The light at the end of the subway tunnel could be an onrushing fiscal crisis that could impact the Metropolitan Transportation Authority down the line. Despite unprecedented federal aid and better-than-expected state tax revenues, the MTA continues to plan to use borrowing techniques that push difficult financial decisions into the future and could leave less money to pay for services, according to NYS Comptroller Thomas DiNapoli’s annual report on the MTA’s debt.
If riders don’t return faster than the MTA projects, or if new sources of revenue are not found, rising debt payments could force the state-run agency to close future budget gaps through service cuts, greater than planned fare hikes, or delays in capital projects, the report concludes.

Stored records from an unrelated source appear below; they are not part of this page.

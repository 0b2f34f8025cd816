//! Fuzzy string matching with quality tags.
//!
//! Every generated candidate records how well it matched the token it
//! completes. The tag ordering is load-bearing: UI consumers sort candidates
//! by `(tag, text)`, and tags past [`MatchKind::Prefix`] force the candidate
//! to replace the whole token rather than append a suffix.

/// How a candidate matched the token, best first.
#[derive(Debug, Clone, Copy, PartialEq, Eq, PartialOrd, Ord)]
pub enum MatchKind {
    /// The token equals the candidate
    Exact,
    /// The token is a case-sensitive prefix of the candidate
    Prefix,
    /// The token is a prefix of the candidate ignoring case
    PrefixIcase,
    /// The token occurs somewhere inside the candidate
    Substring,
    /// The token occurs inside the candidate ignoring case
    SubstringIcase,
    /// The token's characters appear in order inside the candidate
    Subsequence,
}

impl MatchKind {
    /// Ordinal for sorting; lower is better.
    pub fn rank(self) -> u8 {
        match self {
            MatchKind::Exact => 0,
            MatchKind::Prefix => 1,
            MatchKind::PrefixIcase => 2,
            MatchKind::Substring => 3,
            MatchKind::SubstringIcase => 4,
            MatchKind::Subsequence => 5,
        }
    }

    /// Whether accepting a candidate with this tag must rewrite the whole
    /// token. Case-folded and non-prefix matches cannot be expressed as a
    /// suffix of what the user already typed.
    pub fn requires_full_replacement(self) -> bool {
        !matches!(self, MatchKind::Exact | MatchKind::Prefix)
    }
}

/// Match `token` against `candidate`, returning the best tag no worse than
/// `limit`, or `None` if nothing within the limit matches.
pub fn fuzzy_match(token: &str, candidate: &str, limit: MatchKind) -> Option<MatchKind> {
    let kind = classify(token, candidate)?;
    if kind.rank() <= limit.rank() {
        Some(kind)
    } else {
        None
    }
}

fn classify(token: &str, candidate: &str) -> Option<MatchKind> {
    if token == candidate {
        return Some(MatchKind::Exact);
    }
    if candidate.starts_with(token) {
        return Some(MatchKind::Prefix);
    }

    let token_folded = token.to_lowercase();
    let candidate_folded = candidate.to_lowercase();
    if candidate_folded.starts_with(&token_folded) {
        return Some(MatchKind::PrefixIcase);
    }
    if candidate.contains(token) {
        return Some(MatchKind::Substring);
    }
    if candidate_folded.contains(&token_folded) {
        return Some(MatchKind::SubstringIcase);
    }
    if is_subsequence(token, candidate) {
        return Some(MatchKind::Subsequence);
    }
    None
}

fn is_subsequence(needle: &str, haystack: &str) -> bool {
    let mut chars = haystack.chars();
    needle.chars().all(|n| chars.any(|h| h == n))
}

#[cfg(test)]
mod tests {
    use super::*;

    #[test]
    fn test_exact() {
        assert_eq!(
            fuzzy_match("PATH", "PATH", MatchKind::Subsequence),
            Some(MatchKind::Exact)
        );
    }

    #[test]
    fn test_prefix() {
        assert_eq!(
            fuzzy_match("PA", "PATH", MatchKind::Subsequence),
            Some(MatchKind::Prefix)
        );
    }

    #[test]
    fn test_prefix_icase() {
        assert_eq!(
            fuzzy_match("pa", "PATH", MatchKind::Subsequence),
            Some(MatchKind::PrefixIcase)
        );
    }

    #[test]
    fn test_substring() {
        assert_eq!(
            fuzzy_match("AT", "PATH", MatchKind::Subsequence),
            Some(MatchKind::Substring)
        );
        assert_eq!(
            fuzzy_match("at", "PATH", MatchKind::Subsequence),
            Some(MatchKind::SubstringIcase)
        );
    }

    #[test]
    fn test_subsequence() {
        assert_eq!(
            fuzzy_match("PH", "PATH", MatchKind::Subsequence),
            Some(MatchKind::Subsequence)
        );
    }

    #[test]
    fn test_limit_caps_quality() {
        assert_eq!(fuzzy_match("AT", "PATH", MatchKind::PrefixIcase), None);
        assert_eq!(
            fuzzy_match("pa", "PATH", MatchKind::PrefixIcase),
            Some(MatchKind::PrefixIcase)
        );
    }

    #[test]
    fn test_no_match() {
        assert_eq!(fuzzy_match("xyz", "PATH", MatchKind::Subsequence), None);
    }

    #[test]
    fn test_empty_token_is_prefix() {
        assert_eq!(
            fuzzy_match("", "anything", MatchKind::PrefixIcase),
            Some(MatchKind::Prefix)
        );
    }

    #[test]
    fn test_replacement_boundary() {
        assert!(!MatchKind::Exact.requires_full_replacement());
        assert!(!MatchKind::Prefix.requires_full_replacement());
        assert!(MatchKind::PrefixIcase.requires_full_replacement());
        assert!(MatchKind::Substring.requires_full_replacement());
        assert!(MatchKind::Subsequence.requires_full_replacement());
    }

    #[test]
    fn test_rank_ordering() {
        assert!(MatchKind::Exact.rank() < MatchKind::Prefix.rank());
        assert!(MatchKind::Prefix.rank() < MatchKind::PrefixIcase.rank());
        assert!(MatchKind::PrefixIcase.rank() < MatchKind::Substring.rank());
        assert!(MatchKind::Substring.rank() < MatchKind::SubstringIcase.rank());
        assert!(MatchKind::SubstringIcase.rank() < MatchKind::Subsequence.rank());
    }
}
//! Re-emit the registry as `complete` commands.
//!
//! The output is a valid script: feeding every line back through the
//! `complete` builtin reconstructs the registry.

use super::registry::Registry;
use super::rule::ResultMode;
use crate::parser::tokenizer::escape_string;

/// Mode suffixes indexed by [`ResultMode::index`].
const MODE_SWITCHES: [&str; 4] = ["", " --no-files", " --require-parameter", " --exclusive"];

/// Append ` --{switch} {escaped argument}`, skipping empty arguments.
fn append_switch(out: &mut String, switch: &str, argument: &str) {
    if argument.is_empty() {
        return;
    }
    out.push_str(" --");
    out.push_str(switch);
    out.push(' ');
    out.push_str(&escape_string(argument));
}

/// Serialize the whole registry, entries in creation order, one `complete`
/// line per rule.
///
/// Rules print oldest first. Re-adding them in that order prepends each in
/// turn, so the reconstructed registry carries the same most-recent-first
/// rule order as the original.
pub fn print_registry(registry: &Registry) -> String {
    let mut out = String::new();
    for entry in registry.snapshot_all() {
        for rule in entry.rules.iter().rev() {
            out.push_str("complete");
            out.push_str(MODE_SWITCHES[rule.mode.index()]);

            append_switch(
                &mut out,
                if entry.is_path { "path" } else { "command" },
                &entry.cmd,
            );

            if let Some(short) = rule.short {
                out.push_str(&format!(" --short-option '{}'", short));
            }
            if let Some(long) = &rule.long {
                append_switch(
                    &mut out,
                    if long.old_style { "old-option" } else { "long-option" },
                    &long.name,
                );
            }

            append_switch(&mut out, "description", &rule.description);
            append_switch(&mut out, "arguments", &rule.args);
            append_switch(&mut out, "condition", &rule.condition);

            out.push('\n');
        }
    }
    out
}

#[cfg(test)]
mod tests {
    use super::*;
    use crate::complete::candidate::CandidateFlags;
    use crate::complete::rule::{LongOpt, Rule};

    fn rule(short: Option<char>, long: Option<(&str, bool)>, mode: ResultMode) -> Rule {
        Rule {
            short,
            long: long.map(|(name, old_style)| LongOpt {
                name: name.to_string(),
                old_style,
            }),
            mode,
            condition: String::new(),
            args: String::new(),
            description: String::new(),
            flags: CandidateFlags::none(),
        }
    }

    #[test]
    fn test_minimal_line() {
        let reg = Registry::new();
        reg.add("foo", false, rule(Some('v'), None, ResultMode::Shared));
        assert_eq!(
            print_registry(&reg),
            "complete --command foo --short-option 'v'\n"
        );
    }

    #[test]
    fn test_full_line() {
        let reg = Registry::new();
        let mut r = rule(Some('x'), Some(("extra", false)), ResultMode::Exclusive);
        r.description = "be loud".to_string();
        r.args = "one two".to_string();
        r.condition = "test -f x".to_string();
        reg.add("foo", false, r);

        assert_eq!(
            print_registry(&reg),
            "complete --exclusive --command foo --short-option 'x' \
             --long-option extra --description 'be loud' --arguments 'one two' \
             --condition 'test -f x'\n"
        );
    }

    #[test]
    fn test_path_entry_and_old_option() {
        let reg = Registry::new();
        reg.add(
            "/usr/bin/foo",
            true,
            rule(None, Some(("follow", true)), ResultMode::NoCommon),
        );
        assert_eq!(
            print_registry(&reg),
            "complete --require-parameter --path /usr/bin/foo --old-option follow\n"
        );
    }

    #[test]
    fn test_entries_in_creation_order() {
        let reg = Registry::new();
        reg.add("zzz", false, rule(Some('a'), None, ResultMode::Shared));
        reg.add("aaa", false, rule(Some('b'), None, ResultMode::Shared));
        let out = print_registry(&reg);
        let zzz = out.find("zzz").unwrap();
        let aaa = out.find("aaa").unwrap();
        assert!(zzz < aaa);
    }
}
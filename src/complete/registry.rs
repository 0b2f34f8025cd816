//! Process-wide store of per-command completion rules.
//!
//! Two locks guard the store: the entry-map mutex protecting the set of
//! command entries, and each entry's inner lock protecting its rule list and
//! short-option string. The map lock is always acquired before any entry
//! lock, never the reverse. Completion requests never iterate live entries;
//! they copy snapshots out so that user-supplied condition scripts (which
//! may call back into the registry) run outside all locks.

use std::collections::BTreeMap;
use std::sync::atomic::{AtomicU32, Ordering};
use std::sync::{Arc, Mutex, RwLock};

use super::rule::Rule;
use crate::expand::wildcard_match;

/// Key of a command entry.
///
/// The derived ordering puts non-path entries before path entries, then
/// sorts by command string; it exists for duplicate detection, not for
/// iteration output (the serializer orders by insertion instead).
#[derive(Debug, Clone, PartialEq, Eq, PartialOrd, Ord)]
pub struct EntryKey {
    /// Match against the resolved absolute path instead of the basename
    pub is_path: bool,
    /// Command pattern; may contain wildcards
    pub cmd: String,
}

/// Mutable guts of a command entry, guarded by the entry lock.
#[derive(Debug, Default)]
struct EntryState {
    /// Rules, most recently added first
    rules: Vec<Rule>,
    /// Projection of the rules' short options; `:` marks "takes argument"
    short_opt_str: String,
    /// Unknown options are errors when set
    authoritative: bool,
}

/// A command entry: creation order plus locked state.
#[derive(Debug)]
struct CommandEntry {
    /// Creation order, used only for deterministic serialization
    order: u32,
    state: RwLock<EntryState>,
}

/// Copy of one entry's matching state, safe to use without locks.
#[derive(Debug, Clone)]
pub struct EntrySnapshot {
    pub cmd: String,
    pub is_path: bool,
    pub authoritative: bool,
    pub short_opt_str: String,
    pub rules: Vec<Rule>,
}

/// The rule registry.
#[derive(Debug, Default)]
pub struct Registry {
    /// Entry map; lock order is this mutex first, then an entry's state lock
    entries: Mutex<BTreeMap<EntryKey, Arc<CommandEntry>>>,
    /// Next entry creation order
    next_order: AtomicU32,
}

impl Registry {
    pub fn new() -> Self {
        Self::default()
    }

    /// Add a rule for `cmd`, creating the entry if needed. The rule lands at
    /// the front of the list so the most recently added rule matches first;
    /// completion files loaded later must shadow rules installed at startup.
    pub fn add(&self, cmd: &str, cmd_is_path: bool, rule: Rule) {
        debug_assert!(!cmd.is_empty(), "completion added for empty command");
        if cmd.is_empty() {
            return;
        }

        // Both locks stay held across the mutation so a racing remove
        // cannot drop the entry out from under the new rule
        let mut entries = self.entries.lock().unwrap();
        let key = EntryKey {
            is_path: cmd_is_path,
            cmd: cmd.to_string(),
        };
        let entry = Arc::clone(entries.entry(key).or_insert_with(|| {
            Arc::new(CommandEntry {
                order: self.next_order.fetch_add(1, Ordering::Relaxed),
                state: RwLock::new(EntryState::default()),
            })
        }));

        let mut state = entry.state.write().unwrap();
        if let Some(short) = rule.short {
            state.short_opt_str.push(short);
            if rule.mode.requires_argument() {
                state.short_opt_str.push(':');
            }
        }
        state.rules.insert(0, rule);
    }

    /// Remove rules for `cmd`. With both options absent, every rule goes;
    /// otherwise every rule whose short option equals `short` or whose long
    /// option equals `long` is deleted. An entry left without rules is
    /// dropped entirely.
    pub fn remove(&self, cmd: &str, cmd_is_path: bool, short: Option<char>, long: Option<&str>) {
        let mut entries = self.entries.lock().unwrap();
        let key = EntryKey {
            is_path: cmd_is_path,
            cmd: cmd.to_string(),
        };
        let Some(entry) = entries.get(&key) else {
            return;
        };

        let now_empty = {
            let mut state = entry.state.write().unwrap();
            if short.is_none() && long.is_none() {
                state.rules.clear();
            } else {
                let doomed: Vec<Rule> = state
                    .rules
                    .iter()
                    .filter(|r| {
                        (short.is_some() && r.short == short)
                            || (long.is_some()
                                && r.long.as_ref().map(|l| l.name.as_str()) == long)
                    })
                    .cloned()
                    .collect();
                for rule in &doomed {
                    if let Some(c) = rule.short {
                        remove_short_opt(&mut state.short_opt_str, c);
                    }
                }
                state.rules.retain(|r| {
                    !((short.is_some() && r.short == short)
                        || (long.is_some() && r.long.as_ref().map(|l| l.name.as_str()) == long))
                });
            }
            state.rules.is_empty()
        };

        if now_empty {
            entries.remove(&key);
        }
    }

    /// Set whether unknown options are errors for `cmd`. Creates the entry
    /// when absent, like `add`.
    pub fn set_authoritative(&self, cmd: &str, cmd_is_path: bool, authoritative: bool) {
        debug_assert!(!cmd.is_empty(), "authoritative set for empty command");
        if cmd.is_empty() {
            return;
        }

        let mut entries = self.entries.lock().unwrap();
        let key = EntryKey {
            is_path: cmd_is_path,
            cmd: cmd.to_string(),
        };
        let entry = Arc::clone(entries.entry(key).or_insert_with(|| {
            Arc::new(CommandEntry {
                order: self.next_order.fetch_add(1, Ordering::Relaxed),
                state: RwLock::new(EntryState::default()),
            })
        }));
        entry.state.write().unwrap().authoritative = authoritative;
    }

    /// Copy out every entry whose command pattern glob-matches the basename
    /// (non-path entries) or the resolved path (path entries) of the typed
    /// command.
    pub fn snapshot_matching(&self, cmd_basename: &str, cmd_path: &str) -> Vec<EntrySnapshot> {
        let entries = self.entries.lock().unwrap();
        let mut out = Vec::new();
        for (key, entry) in entries.iter() {
            let subject = if key.is_path { cmd_path } else { cmd_basename };
            if !wildcard_match(subject, &key.cmd) {
                continue;
            }
            let state = entry.state.read().unwrap();
            out.push(EntrySnapshot {
                cmd: key.cmd.clone(),
                is_path: key.is_path,
                authoritative: state.authoritative,
                short_opt_str: state.short_opt_str.clone(),
                rules: state.rules.clone(),
            });
        }
        out
    }

    /// Copy out every entry in creation order, for serialization.
    pub fn snapshot_all(&self) -> Vec<EntrySnapshot> {
        let entries = self.entries.lock().unwrap();
        let mut keyed: Vec<(u32, EntrySnapshot)> = entries
            .iter()
            .map(|(key, entry)| {
                let state = entry.state.read().unwrap();
                (
                    entry.order,
                    EntrySnapshot {
                        cmd: key.cmd.clone(),
                        is_path: key.is_path,
                        authoritative: state.authoritative,
                        short_opt_str: state.short_opt_str.clone(),
                        rules: state.rules.clone(),
                    },
                )
            })
            .collect();
        keyed.sort_by_key(|(order, _)| *order);
        keyed.into_iter().map(|(_, snap)| snap).collect()
    }

    /// Number of command entries. Test and diagnostics helper.
    pub fn len(&self) -> usize {
        self.entries.lock().unwrap().len()
    }

    pub fn is_empty(&self) -> bool {
        self.len() == 0
    }
}

/// Erase one occurrence of `c` from the short-option string, together with
/// every colon following it. When two rules share the character, the run of
/// colons between their occurrences is dropped wholesale; removal deletes
/// all rules carrying the character anyway, so every occurrence goes.
fn remove_short_opt(short_opt_str: &mut String, c: char) {
    if let Some(idx) = short_opt_str.find(c) {
        let mut end = idx + c.len_utf8();
        while short_opt_str[end..].starts_with(':') {
            end += 1;
        }
        short_opt_str.replace_range(idx..end, "");
    }
}

#[cfg(test)]
mod tests {
    use super::*;
    use crate::complete::candidate::CandidateFlags;
    use crate::complete::rule::{LongOpt, ResultMode};

    fn rule(short: Option<char>, long: Option<&str>, mode: ResultMode) -> Rule {
        Rule {
            short,
            long: long.map(|name| LongOpt {
                name: name.to_string(),
                old_style: false,
            }),
            mode,
            condition: String::new(),
            args: String::new(),
            description: String::new(),
            flags: CandidateFlags::none(),
        }
    }

    #[test]
    fn test_add_builds_short_opt_str() {
        let reg = Registry::new();
        reg.add("foo", false, rule(Some('a'), None, ResultMode::Shared));
        reg.add("foo", false, rule(Some('b'), None, ResultMode::NoCommon));
        let snap = &reg.snapshot_matching("foo", "")[0];
        assert_eq!(snap.short_opt_str, "ab:");
    }

    #[test]
    fn test_rules_are_lifo() {
        let reg = Registry::new();
        reg.add("foo", false, rule(Some('a'), None, ResultMode::Shared));
        reg.add("foo", false, rule(Some('b'), None, ResultMode::Shared));
        let snap = &reg.snapshot_matching("foo", "")[0];
        assert_eq!(snap.rules[0].short, Some('b'));
        assert_eq!(snap.rules[1].short, Some('a'));
    }

    #[test]
    fn test_remove_all_drops_entry() {
        let reg = Registry::new();
        reg.add("foo", false, rule(Some('a'), None, ResultMode::Shared));
        reg.add("foo", false, rule(Some('b'), None, ResultMode::Shared));
        reg.remove("foo", false, None, None);
        assert!(reg.is_empty());
    }

    #[test]
    fn test_remove_by_short_updates_projection() {
        let reg = Registry::new();
        reg.add("foo", false, rule(Some('a'), None, ResultMode::NoCommon));
        reg.add("foo", false, rule(Some('b'), None, ResultMode::Shared));
        reg.remove("foo", false, Some('a'), None);
        let snap = &reg.snapshot_matching("foo", "")[0];
        assert_eq!(snap.short_opt_str, "b");
        assert_eq!(snap.rules.len(), 1);
    }

    #[test]
    fn test_remove_by_long_matches_either_spelling() {
        let reg = Registry::new();
        reg.add("foo", false, rule(Some('v'), Some("verbose"), ResultMode::Shared));
        reg.add("foo", false, rule(Some('q'), Some("quiet"), ResultMode::Shared));
        reg.remove("foo", false, None, Some("verbose"));
        let snap = &reg.snapshot_matching("foo", "")[0];
        assert_eq!(snap.rules.len(), 1);
        assert_eq!(snap.rules[0].short, Some('q'));
        assert_eq!(snap.short_opt_str, "q");
    }

    #[test]
    fn test_remove_deletes_every_match() {
        let reg = Registry::new();
        reg.add("foo", false, rule(Some('a'), None, ResultMode::Shared));
        reg.add("foo", false, rule(Some('a'), Some("all"), ResultMode::Shared));
        reg.remove("foo", false, Some('a'), None);
        assert!(reg.is_empty());
    }

    #[test]
    fn test_last_rule_removal_drops_entry() {
        let reg = Registry::new();
        reg.add("foo", false, rule(Some('a'), None, ResultMode::Shared));
        reg.remove("foo", false, Some('a'), None);
        assert!(reg.is_empty());
    }

    #[test]
    fn test_authoritative_round_trip() {
        let reg = Registry::new();
        reg.add("foo", false, rule(Some('a'), None, ResultMode::Shared));
        reg.set_authoritative("foo", false, true);
        assert!(reg.snapshot_matching("foo", "")[0].authoritative);
        reg.set_authoritative("foo", false, false);
        assert!(!reg.snapshot_matching("foo", "")[0].authoritative);
    }

    #[test]
    fn test_path_and_basename_matching() {
        let reg = Registry::new();
        reg.add("git", false, rule(Some('a'), None, ResultMode::Shared));
        reg.add("/usr/bin/git", true, rule(Some('b'), None, ResultMode::Shared));

        let snaps = reg.snapshot_matching("git", "/usr/bin/git");
        assert_eq!(snaps.len(), 2);

        let snaps = reg.snapshot_matching("git", "/opt/git");
        assert_eq!(snaps.len(), 1);
        assert!(!snaps[0].is_path);
    }

    #[test]
    fn test_wildcard_command_pattern() {
        let reg = Registry::new();
        reg.add("git*", false, rule(Some('a'), None, ResultMode::Shared));
        assert_eq!(reg.snapshot_matching("gitk", "").len(), 1);
        assert_eq!(reg.snapshot_matching("hg", "").len(), 0);
    }

    #[test]
    fn test_snapshot_all_in_creation_order() {
        let reg = Registry::new();
        reg.add("zzz", false, rule(Some('a'), None, ResultMode::Shared));
        reg.add("aaa", false, rule(Some('b'), None, ResultMode::Shared));
        let all = reg.snapshot_all();
        assert_eq!(all[0].cmd, "zzz");
        assert_eq!(all[1].cmd, "aaa");
    }

    #[test]
    fn test_projection_matches_rules_after_churn() {
        let reg = Registry::new();
        reg.add("foo", false, rule(Some('a'), None, ResultMode::NoCommon));
        reg.add("foo", false, rule(Some('b'), None, ResultMode::Shared));
        reg.add("foo", false, rule(Some('c'), None, ResultMode::Exclusive));
        reg.remove("foo", false, Some('b'), None);

        let snap = &reg.snapshot_matching("foo", "")[0];
        let mut expected = String::new();
        for r in snap.rules.iter().rev() {
            if let Some(c) = r.short {
                expected.push(c);
                if r.mode.requires_argument() {
                    expected.push(':');
                }
            }
        }
        assert_eq!(snap.short_opt_str, expected);
    }
}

“The MTA’s finances are stable this year, but just around the corner it faces budget gaps with no solution to close them yet,” DiNapoli said. “The MTA should not kick the can down the road. Its plans to issue debt to pay for operating costs and put off paying down its debt for capital projects may save money in the short-term, but those bills will eventually come due for future riders and taxpayers.”
The MTA’s structural budget problems predate the pandemic with expenses having risen faster than operating revenue. When the pandemic hurt fare and tax revenue collections, the MTA’s bad financial situation became a dire problem, according to the Comptroller’s office. The agency is relying on more than $14 billion in one-time federal aid to balance its budgets through 2025. By 2026, the MTA faces a budget gap of more than $2 billion and could, as a last resort, have to borrow to pay for operating costs.
DiNapoli called on the MTA to work with its federal, state and city funding partners to accelerate and enhance funding sources for its capital plan to reduce pressure on its near-term debt burden. The report also encourages the MTA to prioritize its capital spending on projects that address the transit system’s resiliency, so that it has a clear understanding of which projects are critical and which could be delayed if necessary.
The MTA anticipates future revenue growth will ease the burden that its debt puts on the operating budget and create breathing room to fund future capital programs. However growth in ridership is far from certain. Since 2010, debt has been the largest source of funding for the MTA’s five-year capital programs, which are vital to keeping the system in a state of good repair and reliable for riders. However, it is consistently late in completing these programs. DiNapoli’s report identifies $54.4 billion that has yet to be committed for projects that date back as far as the 2010 plan. Based on the commitments in 2022, it would take the MTA until 2028 to commit these funds and 2031 before the work was completed.
“If it continues down this path, the MTA will have a harder time paying for maintenance, repair and other work that keeps the system running and funding the capital projects that are needed to improve service for riders,” DiNapoli said, adding that the MTA’s current $55.3 billion 2020-2024 capital program is its largest ever. Only $8.3 billion of the program has been committed, mostly because of a pause in capital commitments during the pandemic and the delay in receiving congestion pricing revenues. The Infrastructure Investment and Jobs Act will provide an estimated $10 billion over five years which the MTA estimates will provide $1.7 billion more than projected for the 2020-2024 capital programs. These funds are expected to help the MTA cover the potential $2.9 billion capital plan gap that could be opened up if the MTA uses its debt capacity to issue debt for operating purposes instead of capital.
“The MTA has always strived to find and achieve financial efficiencies and will continue to do so,” MTA spokesman Aaron Donovan said. “The report speculates on a potential future situation and possible future solutions.”